Она спрятала папиросу в коробочку и закрыла ящик, потом, не находя себе места, подошла к кровати. Где же он? Не может быть, чтобы его до сих пор держали в полицейском участке! А если да, что они там с ним делают?
Последние два часа перед возвращением домой Анна провела в доме Доуэрти на Сент-Джордж-стрит, выражая соболезнования от имени своей семьи незамужней сестре Мартина. Известие о его смерти, слава богу, опередило Анну: по крайней мере она оказалась избавленной от необходимости первой сообщать Викторине Доуэрти о гибели брата. Викторина была легкомысленной и глуповатой женщиной, но при виде ее горя – неподдельного и тяжкого – Анна почувствовала себя беспомощной. Она только теперь с болью и смятением поняла, как мало в действительности знала Мартина. Он работал в компании Журдена с тех пор, как Анна себя помнила, а ведь его никак нельзя было назвать стариком: скорее он был человеком средних лет.

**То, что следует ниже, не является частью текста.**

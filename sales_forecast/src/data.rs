//! Historical aggregate table and product catalog loading

use crate::error::{ForecastError, Result};
use polars::prelude::*;
use serde::{Deserialize, Serialize};
use std::collections::HashSet;
use std::fs::File;
use std::path::Path;
use tracing::info;

/// Accepted header names for each aggregate column
const MONTH_COLUMNS: [&str; 2] = ["bulan", "month"];
const YEAR_COLUMNS: [&str; 2] = ["tahun", "year"];
const ACTUAL_COLUMNS: [&str; 2] = ["Qty Aktual", "actual_qty"];
const PREDICTED_COLUMNS: [&str; 2] = ["Qty Prediksi", "predicted_qty"];

/// One month of historical actual vs predicted quantity
#[derive(Debug, Clone, PartialEq, Serialize)]
pub struct AggregateRecord {
    pub month: u32,
    pub year: i32,
    pub actual_qty: f64,
    pub predicted_qty: f64,
}

impl AggregateRecord {
    /// Period label shown on the chart axis, e.g. `7-2024`
    pub fn period(&self) -> String {
        format!("{}-{}", self.month, self.year)
    }
}

/// Monthly aggregate table, always sorted by (year, month)
#[derive(Debug, Clone, Default)]
pub struct AggregateTable {
    records: Vec<AggregateRecord>,
}

impl AggregateTable {
    /// Build a table from records in any order
    pub fn new(mut records: Vec<AggregateRecord>) -> Self {
        records.sort_by_key(|r| (r.year, r.month));
        Self { records }
    }

    /// Records in (year, month) order
    pub fn records(&self) -> &[AggregateRecord] {
        &self.records
    }

    pub fn actual(&self) -> Vec<f64> {
        self.records.iter().map(|r| r.actual_qty).collect()
    }

    pub fn predicted(&self) -> Vec<f64> {
        self.records.iter().map(|r| r.predicted_qty).collect()
    }

    pub fn is_empty(&self) -> bool {
        self.records.is_empty()
    }

    pub fn len(&self) -> usize {
        self.records.len()
    }
}

/// A product row from the full-year sales file.
///
/// Headers follow the store export (`Nama Produk`, `Merk`, ...); the English
/// snake_case names are accepted as aliases. Any other column in the file is
/// ignored.
#[derive(Debug, Clone, PartialEq, Serialize, Deserialize)]
pub struct CatalogRecord {
    #[serde(rename = "Nama Produk", alias = "product_name")]
    pub product_name: String,
    #[serde(rename = "Merk", alias = "brand")]
    pub brand: String,
    #[serde(rename = "Jenis Brand", alias = "brand_type")]
    pub brand_type: String,
    #[serde(rename = "Kategori 1", alias = "category_1")]
    pub category_1: String,
    #[serde(rename = "Kategori 2", alias = "category_2", default)]
    pub category_2: String,
    #[serde(rename = "Kategori ID", alias = "category_id")]
    pub category_id: i64,
    #[serde(rename = "Harga Jual", alias = "unit_price")]
    pub unit_price: f64,
}

/// Product catalog deduplicated by product name (first occurrence wins)
#[derive(Debug, Clone, Default)]
pub struct Catalog {
    records: Vec<CatalogRecord>,
}

impl Catalog {
    /// Build a catalog, dropping repeated product names
    pub fn new(records: Vec<CatalogRecord>) -> Self {
        let mut seen = HashSet::new();
        let records = records
            .into_iter()
            .filter(|r| seen.insert(r.product_name.clone()))
            .collect();
        Self { records }
    }

    pub fn records(&self) -> &[CatalogRecord] {
        &self.records
    }

    /// Rows of the given brand type, in catalog order
    pub fn of_brand_type<'a>(
        &'a self,
        brand_type: &'a str,
    ) -> impl Iterator<Item = &'a CatalogRecord> + 'a {
        self.records.iter().filter(move |r| r.brand_type == brand_type)
    }

    /// Rows matching both brand and brand type, in catalog order
    pub fn of_brand<'a>(
        &'a self,
        brand: &'a str,
        brand_type: &'a str,
    ) -> impl Iterator<Item = &'a CatalogRecord> + 'a {
        self.of_brand_type(brand_type).filter(move |r| r.brand == brand)
    }

    /// First row with the given product name and brand type
    pub fn find_product(&self, product_name: &str, brand_type: &str) -> Option<&CatalogRecord> {
        self.records
            .iter()
            .find(|r| r.brand_type == brand_type && r.product_name == product_name)
    }

    pub fn is_empty(&self) -> bool {
        self.records.is_empty()
    }

    pub fn len(&self) -> usize {
        self.records.len()
    }
}

/// Data loader for the static sales tables
#[derive(Debug)]
pub struct DataLoader;

impl DataLoader {
    /// Load the monthly aggregate table from a CSV file
    pub fn aggregate_from_csv<P: AsRef<Path>>(path: P) -> Result<AggregateTable> {
        let path = path.as_ref();
        let file = File::open(path)?;
        let df = CsvReader::new(file)
            .infer_schema(None)
            .has_header(true)
            .finish()?;

        let table = Self::aggregate_from_dataframe(&df)?;
        info!(path = %path.display(), rows = table.len(), "loaded aggregate table");
        Ok(table)
    }

    /// Convert an already loaded DataFrame into an aggregate table
    pub fn aggregate_from_dataframe(df: &DataFrame) -> Result<AggregateTable> {
        let months = column_as_f64(df, Self::detect_column(df, &MONTH_COLUMNS)?)?;
        let years = column_as_f64(df, Self::detect_column(df, &YEAR_COLUMNS)?)?;
        let actual = column_as_f64(df, Self::detect_column(df, &ACTUAL_COLUMNS)?)?;
        let predicted = column_as_f64(df, Self::detect_column(df, &PREDICTED_COLUMNS)?)?;

        let mut records = Vec::with_capacity(df.height());
        for i in 0..df.height() {
            let month = months[i];
            if month.fract() != 0.0 || !(1.0..=12.0).contains(&month) {
                return Err(ForecastError::DataError(format!(
                    "Invalid month {} at row {}",
                    month,
                    i + 1
                )));
            }
            if years[i].fract() != 0.0 {
                return Err(ForecastError::DataError(format!(
                    "Invalid year {} at row {}",
                    years[i],
                    i + 1
                )));
            }

            records.push(AggregateRecord {
                month: month as u32,
                year: years[i] as i32,
                actual_qty: actual[i],
                predicted_qty: predicted[i],
            });
        }

        Ok(AggregateTable::new(records))
    }

    /// Load the product catalog from a CSV file
    pub fn catalog_from_csv<P: AsRef<Path>>(path: P) -> Result<Catalog> {
        let path = path.as_ref();
        let file = File::open(path)?;
        let catalog = Self::catalog_from_reader(file)?;
        info!(path = %path.display(), products = catalog.len(), "loaded product catalog");
        Ok(catalog)
    }

    /// Read catalog rows from any CSV source
    pub fn catalog_from_reader<R: std::io::Read>(reader: R) -> Result<Catalog> {
        let mut rdr = csv::ReaderBuilder::new()
            .has_headers(true)
            .trim(csv::Trim::All)
            .from_reader(reader);

        let records = rdr
            .deserialize::<CatalogRecord>()
            .collect::<std::result::Result<Vec<_>, _>>()?;

        Ok(Catalog::new(records))
    }

    /// Find the first column whose name matches one of the candidates
    fn detect_column<'a>(df: &DataFrame, candidates: &[&'a str]) -> Result<&'a str> {
        let column_names = df.get_column_names();

        for candidate in candidates {
            if column_names
                .iter()
                .any(|name| name.eq_ignore_ascii_case(candidate))
            {
                return Ok(candidate);
            }
        }

        Err(ForecastError::DataError(format!(
            "No column named any of {:?} found in data",
            candidates
        )))
    }
}

/// Get a column as f64 values, failing on nulls so rows stay aligned
fn column_as_f64(df: &DataFrame, wanted: &str) -> Result<Vec<f64>> {
    let name = df
        .get_column_names()
        .into_iter()
        .find(|name| name.eq_ignore_ascii_case(wanted))
        .ok_or_else(|| ForecastError::DataError(format!("Column '{}' not found", wanted)))?;

    let col = df.column(name)?;
    if !col.dtype().is_numeric() {
        return Err(ForecastError::DataError(format!(
            "Column '{}' cannot be converted to f64",
            name
        )));
    }

    let casted = col.cast(&DataType::Float64)?;
    casted
        .f64()?
        .into_iter()
        .enumerate()
        .map(|(i, value)| {
            value.ok_or_else(|| {
                ForecastError::DataError(format!("Missing value in '{}' at row {}", name, i + 1))
            })
        })
        .collect()
}

#[cfg(test)]
mod tests {
    use super::*;

    fn record(name: &str, brand: &str, brand_type: &str) -> CatalogRecord {
        CatalogRecord {
            product_name: name.to_string(),
            brand: brand.to_string(),
            brand_type: brand_type.to_string(),
            category_1: "Stationery".to_string(),
            category_2: "Pens".to_string(),
            category_id: 3,
            unit_price: 12_000.0,
        }
    }

    #[test]
    fn test_catalog_dedup_keeps_first() {
        let mut second = record("Pen A", "Acme", "IMPOR");
        second.unit_price = 1.0;
        let catalog = Catalog::new(vec![record("Pen A", "Acme", "LOKAL"), second]);

        assert_eq!(catalog.len(), 1);
        assert_eq!(catalog.records()[0].brand_type, "LOKAL");
    }

    #[test]
    fn test_catalog_brand_filter() {
        let catalog = Catalog::new(vec![
            record("Pen A", "Acme", "LOKAL"),
            record("Pen B", "Acme", "IMPOR"),
            record("Pen C", "Other", "LOKAL"),
        ]);

        let names: Vec<_> = catalog
            .of_brand("Acme", "LOKAL")
            .map(|r| r.product_name.as_str())
            .collect();
        assert_eq!(names, vec!["Pen A"]);
        assert!(catalog.find_product("Pen B", "LOKAL").is_none());
    }

    #[test]
    fn test_aggregate_table_sorted() {
        let table = AggregateTable::new(vec![
            AggregateRecord { month: 1, year: 2025, actual_qty: 1.0, predicted_qty: 1.0 },
            AggregateRecord { month: 12, year: 2024, actual_qty: 2.0, predicted_qty: 2.0 },
            AggregateRecord { month: 2, year: 2024, actual_qty: 3.0, predicted_qty: 3.0 },
        ]);

        let periods: Vec<_> = table.records().iter().map(|r| r.period()).collect();
        assert_eq!(periods, vec!["2-2024", "12-2024", "1-2025"]);
    }
}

Вместе с друзьями и соседями, пришедшими утешить его обездоленную сестру, она попыталась ради Викторины припомнить что-нибудь доброе или забавное, связанное с ним, но у нее ничего не вышло. Броуди шепнул ей как-то раз, что Мартин Доуэрти напоминает ему фортепьяно; она согласилась, что сходство есть, и посмеялась шутке, но упоминать об этом сегодня было бы бестактно.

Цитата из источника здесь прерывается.